Por Juan Giglio
El arranque de la fase dos del plan económico del Gobierno
fue recibido con desconfianza por parte del mercado, que reaccionó con alzas de
los dólares alternativos, suba del riesgo país y caídas de bonos y acciones. En
el primer día hábil después de la conferencia de prensa que ofrecieron el
viernes pasado el ministro Luis Caputo y el presidente del Banco Central
Santiago Bausili, los dólares paralelos rompieron el techo de los 1.400 pesos y
marcaron las mayores cotizaciones nominales alcanzadas hasta ahora. (Clarín, 2
de julio)
Como dijo, tiempo atrás, el propio Milei, el dólar paralelo
es el que mejor expresa los humores del “mercado”, que no es otra cosa que el
conjunto de grandes monopolios, principalmente extranjeros, que dominan la
economía nacional. Por eso, a pocas horas del anuncio -por parte del ministro
de economía y el jefe del Banco Central- del nuevo capítulo del plan económico,
los dueños del país reaccionaron demostrando sus dudas y cuestionamientos para
con Milei y sus secuaces.
El mercado se quedó con gusto a poco y reaccionó con subas
de los dólares y caídas de los activos. Las acciones de los bancos argentinos que
cotizan en Nueva York se hundieron hasta 9% y arrastraron a la
baja a todos el panel de ADR. También en Buenos Aires la bolsa se vio afectada,
con el Merval cediendo 1%. (Clarín, 2 de julio)
Lo que está sucediendo no solo tiene que ver con los deseos
devaluacionistas o anti “cepo” de los exportadores de granos y otros grupos
empresariales.

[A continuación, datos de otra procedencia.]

//! Engine configuration.

use ahflip_core::parse_shorthand;
use serde::{Deserialize, Deserializer, Serialize};

/// Timing of the dialog race and the queue.
#[derive(Debug, Clone, Serialize, Deserialize)]
pub struct TimingConfig {
    /// Minimum quiet period after a mode transition before the resource may
    /// be acquired again (ms). Default: 250.
    #[serde(default = "default_delay_ms")]
    pub delay_ms: u64,
    /// Lead time before the deadline at which the racer wakes (ms). Default: 15.
    #[serde(default = "default_wait_time_ms")]
    pub wait_time_ms: u64,
    /// Interval of the spam fallback (ms). Default: 125.
    #[serde(default = "default_click_delay_ms")]
    pub click_delay_ms: u64,
    /// Spacing of the racer's click attempts (ms). Default: 3.
    #[serde(default = "default_delay_between_clicks_ms")]
    pub delay_between_clicks_ms: u64,
    /// Spam every sentinel instead of timing the deadline. Default: false.
    #[serde(default)]
    pub bed_spam: bool,
    /// Wait after the racer's attempts before checking the end state (ms).
    /// Default: 5000.
    #[serde(default = "default_settle_ms")]
    pub settle_ms: u64,
    /// Racer click attempts. Default: 5.
    #[serde(default = "default_max_bed_clicks")]
    pub max_bed_clicks: u32,
    /// Consecutive unreadable reads that stop the spam fallback. Default: 5.
    #[serde(default = "default_bed_spam_max_unreadable")]
    pub bed_spam_max_unreadable: u32,
    /// One server tick (ms). Default: 50.
    #[serde(default = "default_game_tick_ms")]
    pub game_tick_ms: u64,
    /// Extra confirm clicks while the confirm dialog stays open. Default: 5.
    #[serde(default = "default_confirm_retry_limit")]
    pub confirm_retry_limit: u32,
    /// Queue scheduler tick (ms). Default: 250.
    #[serde(default = "default_delay_ms")]
    pub queue_interval_ms: u64,
    /// A non-idle mode older than this (past any racing deadline) is
    /// force-released (ms). Default: 30,000.
    #[serde(default = "default_mode_timeout_ms")]
    pub mode_timeout_ms: u64,
}

fn default_delay_ms() -> u64 {
    250
}

fn default_wait_time_ms() -> u64 {
    15
}

fn default_click_delay_ms() -> u64 {
    125
}

fn default_delay_between_clicks_ms() -> u64 {
    3
}

fn default_settle_ms() -> u64 {
    5_000
}

fn default_max_bed_clicks() -> u32 {
    5
}

fn default_bed_spam_max_unreadable() -> u32 {
    5
}

fn default_game_tick_ms() -> u64 {
    50
}

fn default_confirm_retry_limit() -> u32 {
    5
}

fn default_mode_timeout_ms() -> u64 {
    30_000
}

impl Default for TimingConfig {
    fn default() -> Self {
        Self {
            delay_ms: default_delay_ms(),
            wait_time_ms: default_wait_time_ms(),
            click_delay_ms: default_click_delay_ms(),
            delay_between_clicks_ms: default_delay_between_clicks_ms(),
            bed_spam: false,
            settle_ms: default_settle_ms(),
            max_bed_clicks: default_max_bed_clicks(),
            bed_spam_max_unreadable: default_bed_spam_max_unreadable(),
            game_tick_ms: default_game_tick_ms(),
            confirm_retry_limit: default_confirm_retry_limit(),
            queue_interval_ms: default_delay_ms(),
            mode_timeout_ms: default_mode_timeout_ms(),
        }
    }
}

impl TimingConfig {
    /// How long item-load probing waits for the view slot.
    pub fn item_load_timeout_ms(&self) -> u64 {
        self.delay_ms * 3
    }

    pub fn ticks_ms(&self, ticks: u64) -> u64 {
        self.game_tick_ms * ticks
    }
}

/// When to fast-confirm a purchasable flip without waiting for the confirm
/// dialog.
#[derive(Debug, Clone, Serialize, Deserialize)]
pub struct SkipConfig {
    /// Skip on every flip.
    #[serde(default)]
    pub always: bool,
    /// Skip when expected profit is above this. Accepts shorthand ("25m").
    #[serde(
        default = "default_skip_min_profit",
        deserialize_with = "deserialize_coins"
    )]
    pub min_profit: u64,
    /// Skip flips found by the user finder.
    #[serde(default)]
    pub user_finder: bool,
    /// Skip cosmetic items.
    #[serde(default)]
    pub skins: bool,
}

fn default_skip_min_profit() -> u64 {
    25_000_000
}

impl Default for SkipConfig {
    fn default() -> Self {
        Self {
            always: false,
            min_profit: default_skip_min_profit(),
            user_finder: false,
            skins: false,
        }
    }
}

/// Everything the engine of one identity needs to know.
#[derive(Debug, Clone, Serialize, Deserialize)]
pub struct EngineConfig {
    #[serde(default)]
    pub timing: TimingConfig,
    #[serde(default)]
    pub skip: SkipConfig,
    /// Only claim proceeds whose lore names this account.
    #[serde(default)]
    pub coop_prevention: bool,
    /// Enqueue a relist after every tracked purchase. Default: true.
    #[serde(default = "default_true")]
    pub relist: bool,
    /// Keep known noise out of the console log. Default: true.
    #[serde(default = "default_true")]
    pub block_useless_messages: bool,
    /// Chat command that opens sold proceeds. Default: "/ah".
    #[serde(default = "default_claim_command")]
    pub claim_command: String,
}

fn default_claim_command() -> String {
    "/ah".to_string()
}

fn default_true() -> bool {
    true
}

impl Default for EngineConfig {
    fn default() -> Self {
        Self {
            timing: TimingConfig::default(),
            skip: SkipConfig::default(),
            coop_prevention: false,
            relist: default_true(),
            block_useless_messages: default_true(),
            claim_command: default_claim_command(),
        }
    }
}

/// Coin amount given either as a number or as shorthand text.
pub fn deserialize_coins<'de, D>(deserializer: D) -> Result<u64, D::Error>
where
    D: Deserializer<'de>,
{
    #[derive(Deserialize)]
    #[serde(untagged)]
    enum Raw {
        Number(u64),
        Text(String),
    }

    match Raw::deserialize(deserializer)? {
        Raw::Number(n) => Ok(n),
        Raw::Text(s) => parse_shorthand(&s).map_err(serde::de::Error::custom),
    }
}

#[cfg(test)]
mod tests {
    use super::*;

    #[test]
    fn test_defaults() {
        let timing = TimingConfig::default();
        assert_eq!(timing.delay_ms, 250);
        assert_eq!(timing.wait_time_ms, 15);
        assert_eq!(timing.item_load_timeout_ms(), 750);
        assert_eq!(timing.ticks_ms(15), 750);
        assert_eq!(SkipConfig::default().min_profit, 25_000_000);
    }

    #[test]
    fn test_skip_min_profit_shorthand() {
        let skip: SkipConfig = serde_json::from_str(r#"{"min_profit": "1.5m"}"#).unwrap();
        assert_eq!(skip.min_profit, 1_500_000);

        let skip: SkipConfig = serde_json::from_str(r#"{"min_profit": 42}"#).unwrap();
        assert_eq!(skip.min_profit, 42);

        assert!(serde_json::from_str::<SkipConfig>(r#"{"min_profit": "lots"}"#).is_err());
    }

    #[test]
    fn test_partial_engine_config() {
        let config: EngineConfig =
            serde_json::from_str(r#"{"timing": {"bed_spam": true}, "relist": false}"#).unwrap();
        assert!(config.timing.bed_spam);
        assert_eq!(config.timing.settle_ms, 5_000);
        assert!(!config.relist);
        assert!(config.block_useless_messages);
        assert_eq!(config.claim_command, "/ah");
    }
}
//! Prometheus metrics for the flip engine.
//!
//! # Panics
//!
//! Metric registration uses `unwrap()` intentionally. A failure means a
//! duplicate metric name, which is a programming error that should crash at
//! startup. These panics only occur during static initialization.

use once_cell::sync::Lazy;
use prometheus::{
    register_counter_vec, register_gauge, register_gauge_vec, register_histogram,
    register_int_counter, register_int_gauge_vec, CounterVec, Gauge, GaugeVec, Histogram,
    IntCounter, IntGaugeVec,
};

/// Socket connection state per connection label (1 = connected).
pub static WS_CONNECTED: Lazy<GaugeVec> = Lazy::new(|| {
    register_gauge_vec!(
        "ahflip_ws_connected",
        "Socket connection state (1=connected)",
        &["label"]
    )
    .unwrap()
});

/// Reconnect attempts per connection label.
pub static WS_RECONNECT_TOTAL: Lazy<CounterVec> = Lazy::new(|| {
    register_counter_vec!(
        "ahflip_ws_reconnect_total",
        "Total socket reconnection attempts",
        &["label"]
    )
    .unwrap()
});

/// Flip intake decisions.
/// Labels: outcome (opened/queued/dropped)
pub static FLIPS_TOTAL: Lazy<CounterVec> = Lazy::new(|| {
    register_counter_vec!(
        "ahflip_flips_total",
        "Flip notifications by intake outcome",
        &["outcome"]
    )
    .unwrap()
});

/// Decoded purchase-view outcomes.
pub static DIALOG_OUTCOMES_TOTAL: Lazy<CounterVec> = Lazy::new(|| {
    register_counter_vec!(
        "ahflip_dialog_outcomes_total",
        "Purchase view outcomes",
        &["outcome"]
    )
    .unwrap()
});

/// Deadline race results.
/// Labels: result (clicked/stale/aborted/lost_window/spam)
pub static RACE_RESULTS_TOTAL: Lazy<CounterVec> = Lazy::new(|| {
    register_counter_vec!(
        "ahflip_race_results_total",
        "Deadline race results",
        &["result"]
    )
    .unwrap()
});

/// Pending backlog entries per identity.
pub static BACKLOG_DEPTH: Lazy<IntGaugeVec> = Lazy::new(|| {
    register_int_gauge_vec!(
        "ahflip_backlog_depth",
        "Pending backlog entries",
        &["identity"]
    )
    .unwrap()
});

/// Backlog entries dispatched by the scheduler, by target mode.
pub static DISPATCH_TOTAL: Lazy<CounterVec> = Lazy::new(|| {
    register_counter_vec!(
        "ahflip_dispatch_total",
        "Backlog entries dispatched",
        &["mode"]
    )
    .unwrap()
});

/// Extra confirm clicks sent while the confirm dialog stayed open.
pub static CONFIRM_RETRIES_TOTAL: Lazy<IntCounter> = Lazy::new(|| {
    register_int_counter!(
        "ahflip_confirm_retries_total",
        "Confirm clicks retried"
    )
    .unwrap()
});

/// Modes force-released by the watchdog.
pub static MODE_TIMEOUTS_TOTAL: Lazy<IntCounter> = Lazy::new(|| {
    register_int_counter!(
        "ahflip_mode_timeouts_total",
        "Modes released after exceeding the mode timeout"
    )
    .unwrap()
});

/// Time from sending the view command to confirming the purchase.
pub static BUY_SPEED_MS: Lazy<Histogram> = Lazy::new(|| {
    register_histogram!(
        "ahflip_buy_speed_ms",
        "Milliseconds from view command to confirm",
        vec![10.0, 25.0, 50.0, 100.0, 200.0, 350.0, 500.0, 1000.0, 2500.0, 5000.0]
    )
    .unwrap()
});

pub static PURCHASES_TOTAL: Lazy<IntCounter> = Lazy::new(|| {
    register_int_counter!("ahflip_purchases_total", "Confirmed purchases").unwrap()
});

pub static SOLD_TOTAL: Lazy<IntCounter> = Lazy::new(|| {
    register_int_counter!("ahflip_sold_total", "Auctions reported sold").unwrap()
});

/// Sum of expected profit over confirmed purchases, in coins.
pub static EXPECTED_PROFIT_COINS: Lazy<Gauge> = Lazy::new(|| {
    register_gauge!(
        "ahflip_expected_profit_coins",
        "Expected profit of confirmed purchases"
    )
    .unwrap()
});

/// Metrics facade for easy access.
pub struct Metrics;

impl Metrics {
    pub fn ws_connected(label: &str) {
        WS_CONNECTED.with_label_values(&[label]).set(1.0);
    }

    pub fn ws_disconnected(label: &str) {
        WS_CONNECTED.with_label_values(&[label]).set(0.0);
    }

    pub fn ws_reconnect(label: &str) {
        WS_RECONNECT_TOTAL.with_label_values(&[label]).inc();
    }

    /// Record a flip intake decision.
    pub fn flip(outcome: &str) {
        FLIPS_TOTAL.with_label_values(&[outcome]).inc();
    }

    /// Record a decoded purchase-view outcome.
    pub fn dialog_outcome(outcome: &str) {
        DIALOG_OUTCOMES_TOTAL.with_label_values(&[outcome]).inc();
    }

    pub fn race_result(result: &str) {
        RACE_RESULTS_TOTAL.with_label_values(&[result]).inc();
    }

    pub fn backlog_depth(identity: &str, depth: usize) {
        BACKLOG_DEPTH
            .with_label_values(&[identity])
            .set(depth as i64);
    }

    pub fn dispatched(mode: &str) {
        DISPATCH_TOTAL.with_label_values(&[mode]).inc();
    }

    pub fn confirm_retry() {
        CONFIRM_RETRIES_TOTAL.inc();
    }

    pub fn mode_timeout() {
        MODE_TIMEOUTS_TOTAL.inc();
    }

    pub fn buy_speed(ms: f64) {
        BUY_SPEED_MS.observe(ms);
    }

    /// Record a confirmed purchase and its expected profit.
    pub fn purchased(expected_profit: i64) {
        PURCHASES_TOTAL.inc();
        EXPECTED_PROFIT_COINS.add(expected_profit as f64);
    }

    pub fn sold() {
        SOLD_TOTAL.inc();
    }
}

También está relacionado a lo que acontece en Corrientes, donde a
Patricia Bullrich le volvió a “salir el tiro por la culata”, ya que tuvo que
volver a Buenos Aires después de haber fracasado con el intento de volver con
un “trofeo”: encontrar a Loan, vivo o en la “panza de algún cocodrilo”.
Bullrich tuvo, antes que en Corrientes, un traspié
importante, fue el rechazo, por parte de la jueza Servini de Cubría, de procesar a
los presos de la movilización contra el Plan Bases, como “sediciosos”. La magistrada, además, liberó a la mayoría de estos. Los “mercados” registran estas cuestiones, ya que coinciden con que es necesario amedrentar
y reprimir al movimiento de masas para que pase el ajuste, algo que ni Bullrich ni Milei pueden garantizar con eficacia.

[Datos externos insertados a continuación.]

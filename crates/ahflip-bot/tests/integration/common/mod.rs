#![allow(dead_code)]

pub mod identity;
pub mod mock_ws;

La “desconfianza” de los empresarios tiene que ver
con que se han dado cuenta de que este gobierno no está en condiciones de
llevar adelante lo que les prometió: una gestión capaz de doblegar y regimentar al poderoso movimiento obrero argentino,
que, cuando explote -azuzado por la caída de su calidad de vida y las
rebeliones provinciales- protagonizará nuevos Argentinazos, seguramente más
radicalizados que el de 2001.
La izquierda, en vez de ir a la cola del peronismo o actuar
de “contragolpe”, debe asumir un papel de vanguardia, con tácticas audaces, dirigidas hacia el conjunto de la clase obrera y el pueblo, que,
cuando acabe con las expectativas o ilusiones con el actual gobierno, buscará una
salida más radicalizada que las que, hasta ahora, les ofreció el peronismo, que
dejó de ser su conducción política y sindical.